**WORK TASK:**
Your task is to reproduce exactly the lines that run from the beginning of the data through the line where "use proptest::prelude::*;" appears.

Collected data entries

^^^^^^^^^^^^^^^^

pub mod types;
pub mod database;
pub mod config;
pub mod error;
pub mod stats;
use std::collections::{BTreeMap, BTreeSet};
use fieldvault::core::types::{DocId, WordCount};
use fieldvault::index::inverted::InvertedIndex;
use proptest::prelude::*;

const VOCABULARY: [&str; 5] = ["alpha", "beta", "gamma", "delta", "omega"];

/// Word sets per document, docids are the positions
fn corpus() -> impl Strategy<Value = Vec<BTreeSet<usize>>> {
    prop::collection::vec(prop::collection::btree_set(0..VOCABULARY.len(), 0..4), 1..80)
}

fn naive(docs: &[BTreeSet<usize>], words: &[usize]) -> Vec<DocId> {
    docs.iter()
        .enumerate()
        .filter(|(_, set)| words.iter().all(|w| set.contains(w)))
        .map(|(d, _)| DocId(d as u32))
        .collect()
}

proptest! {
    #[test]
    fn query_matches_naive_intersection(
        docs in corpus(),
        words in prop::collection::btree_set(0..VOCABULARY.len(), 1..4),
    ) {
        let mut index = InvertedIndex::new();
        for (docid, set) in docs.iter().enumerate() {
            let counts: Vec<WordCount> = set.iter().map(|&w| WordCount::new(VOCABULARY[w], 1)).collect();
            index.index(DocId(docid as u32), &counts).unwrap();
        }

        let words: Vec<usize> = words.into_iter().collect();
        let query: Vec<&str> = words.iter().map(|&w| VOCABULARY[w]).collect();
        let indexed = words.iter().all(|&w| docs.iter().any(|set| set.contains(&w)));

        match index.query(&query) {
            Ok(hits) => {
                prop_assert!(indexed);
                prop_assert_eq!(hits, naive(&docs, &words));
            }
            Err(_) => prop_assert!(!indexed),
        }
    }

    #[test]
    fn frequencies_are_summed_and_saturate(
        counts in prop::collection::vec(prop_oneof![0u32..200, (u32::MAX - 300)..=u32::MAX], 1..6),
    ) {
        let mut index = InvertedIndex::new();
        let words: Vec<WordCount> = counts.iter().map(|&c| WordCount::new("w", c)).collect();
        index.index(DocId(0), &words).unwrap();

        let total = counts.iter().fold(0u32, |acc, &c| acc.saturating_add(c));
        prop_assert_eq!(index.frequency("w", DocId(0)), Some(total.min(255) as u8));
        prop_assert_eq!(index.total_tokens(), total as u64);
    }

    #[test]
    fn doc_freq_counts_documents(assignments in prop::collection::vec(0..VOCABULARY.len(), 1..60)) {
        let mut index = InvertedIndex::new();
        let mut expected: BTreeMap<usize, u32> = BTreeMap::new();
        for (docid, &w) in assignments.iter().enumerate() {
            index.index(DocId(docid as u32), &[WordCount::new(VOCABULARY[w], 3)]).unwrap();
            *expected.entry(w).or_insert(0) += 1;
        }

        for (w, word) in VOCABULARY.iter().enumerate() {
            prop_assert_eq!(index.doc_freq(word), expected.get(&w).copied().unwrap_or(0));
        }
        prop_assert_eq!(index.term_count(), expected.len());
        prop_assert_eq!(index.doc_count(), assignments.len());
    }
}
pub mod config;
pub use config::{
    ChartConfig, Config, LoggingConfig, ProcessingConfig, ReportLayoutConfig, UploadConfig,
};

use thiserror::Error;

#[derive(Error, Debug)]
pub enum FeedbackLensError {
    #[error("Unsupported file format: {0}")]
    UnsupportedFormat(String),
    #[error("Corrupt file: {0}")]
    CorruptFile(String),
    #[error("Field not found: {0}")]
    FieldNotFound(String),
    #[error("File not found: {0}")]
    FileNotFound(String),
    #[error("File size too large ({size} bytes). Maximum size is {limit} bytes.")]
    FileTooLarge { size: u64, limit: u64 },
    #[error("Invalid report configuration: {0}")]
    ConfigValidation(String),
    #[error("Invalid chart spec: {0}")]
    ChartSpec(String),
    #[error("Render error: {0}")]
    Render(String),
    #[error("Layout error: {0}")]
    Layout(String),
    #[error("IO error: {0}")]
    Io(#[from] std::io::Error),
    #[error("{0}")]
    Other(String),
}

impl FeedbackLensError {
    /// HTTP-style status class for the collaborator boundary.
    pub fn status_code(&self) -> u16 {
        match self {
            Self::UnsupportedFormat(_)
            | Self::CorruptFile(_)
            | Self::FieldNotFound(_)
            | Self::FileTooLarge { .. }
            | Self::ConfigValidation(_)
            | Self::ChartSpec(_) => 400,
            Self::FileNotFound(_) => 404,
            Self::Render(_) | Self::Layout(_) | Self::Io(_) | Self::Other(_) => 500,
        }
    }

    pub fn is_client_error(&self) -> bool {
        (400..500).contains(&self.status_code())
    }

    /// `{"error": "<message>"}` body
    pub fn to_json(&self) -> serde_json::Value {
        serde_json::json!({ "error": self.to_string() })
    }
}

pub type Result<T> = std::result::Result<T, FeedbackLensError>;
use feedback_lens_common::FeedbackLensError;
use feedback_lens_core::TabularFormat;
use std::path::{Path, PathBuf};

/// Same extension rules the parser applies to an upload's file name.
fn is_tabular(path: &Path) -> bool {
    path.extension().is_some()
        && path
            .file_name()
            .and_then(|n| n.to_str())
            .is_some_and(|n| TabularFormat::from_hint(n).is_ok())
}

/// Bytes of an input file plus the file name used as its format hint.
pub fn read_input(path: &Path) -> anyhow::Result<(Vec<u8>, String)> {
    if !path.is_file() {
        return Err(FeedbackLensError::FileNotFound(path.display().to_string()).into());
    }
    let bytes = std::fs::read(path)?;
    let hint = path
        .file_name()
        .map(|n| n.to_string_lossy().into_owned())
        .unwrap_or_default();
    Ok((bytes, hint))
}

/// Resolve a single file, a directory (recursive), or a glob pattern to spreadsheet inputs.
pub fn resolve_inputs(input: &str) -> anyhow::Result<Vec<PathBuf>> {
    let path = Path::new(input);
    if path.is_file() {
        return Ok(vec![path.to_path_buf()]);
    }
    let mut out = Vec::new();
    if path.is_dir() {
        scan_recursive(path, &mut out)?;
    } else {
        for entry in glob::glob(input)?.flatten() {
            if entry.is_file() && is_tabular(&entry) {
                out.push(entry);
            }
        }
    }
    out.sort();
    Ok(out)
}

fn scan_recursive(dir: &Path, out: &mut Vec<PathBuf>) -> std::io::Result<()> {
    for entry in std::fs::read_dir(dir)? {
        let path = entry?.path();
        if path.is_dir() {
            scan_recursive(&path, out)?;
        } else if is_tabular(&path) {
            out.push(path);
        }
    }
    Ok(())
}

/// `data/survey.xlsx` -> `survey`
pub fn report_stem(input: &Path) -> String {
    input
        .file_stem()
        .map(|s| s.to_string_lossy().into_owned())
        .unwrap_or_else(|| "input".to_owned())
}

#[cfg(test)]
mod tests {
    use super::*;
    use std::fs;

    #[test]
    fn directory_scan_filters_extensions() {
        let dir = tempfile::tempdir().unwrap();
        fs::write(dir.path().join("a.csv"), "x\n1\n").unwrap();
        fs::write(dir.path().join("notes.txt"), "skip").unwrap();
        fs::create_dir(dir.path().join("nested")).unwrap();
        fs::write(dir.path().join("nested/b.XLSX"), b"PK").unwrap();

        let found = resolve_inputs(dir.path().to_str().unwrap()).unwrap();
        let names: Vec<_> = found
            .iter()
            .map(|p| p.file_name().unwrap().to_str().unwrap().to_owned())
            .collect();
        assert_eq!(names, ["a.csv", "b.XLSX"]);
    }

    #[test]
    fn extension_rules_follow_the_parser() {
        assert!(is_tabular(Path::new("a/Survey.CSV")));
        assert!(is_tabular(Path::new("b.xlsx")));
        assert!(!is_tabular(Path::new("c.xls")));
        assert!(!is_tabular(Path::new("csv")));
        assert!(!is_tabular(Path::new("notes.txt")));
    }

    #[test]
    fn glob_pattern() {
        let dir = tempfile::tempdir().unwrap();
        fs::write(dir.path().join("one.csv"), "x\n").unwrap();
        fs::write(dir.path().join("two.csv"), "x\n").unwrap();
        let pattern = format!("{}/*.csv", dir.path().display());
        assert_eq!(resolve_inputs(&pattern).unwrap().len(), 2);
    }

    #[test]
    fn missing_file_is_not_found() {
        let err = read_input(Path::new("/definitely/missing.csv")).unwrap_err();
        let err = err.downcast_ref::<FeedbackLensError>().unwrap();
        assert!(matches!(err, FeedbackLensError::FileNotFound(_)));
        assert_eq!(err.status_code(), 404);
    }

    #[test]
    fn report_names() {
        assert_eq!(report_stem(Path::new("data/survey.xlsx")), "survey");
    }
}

^^^^^^^^^^^^^^^^

**YOUR RESPONSE:**
pub mod types;
pub mod database;
pub mod config;
pub mod error;
pub mod stats;
use std::collections::{BTreeMap, BTreeSet};
use fieldvault::core::types::{DocId, WordCount};
use fieldvault::index::inverted::InvertedIndex;
use proptest::prelude::*;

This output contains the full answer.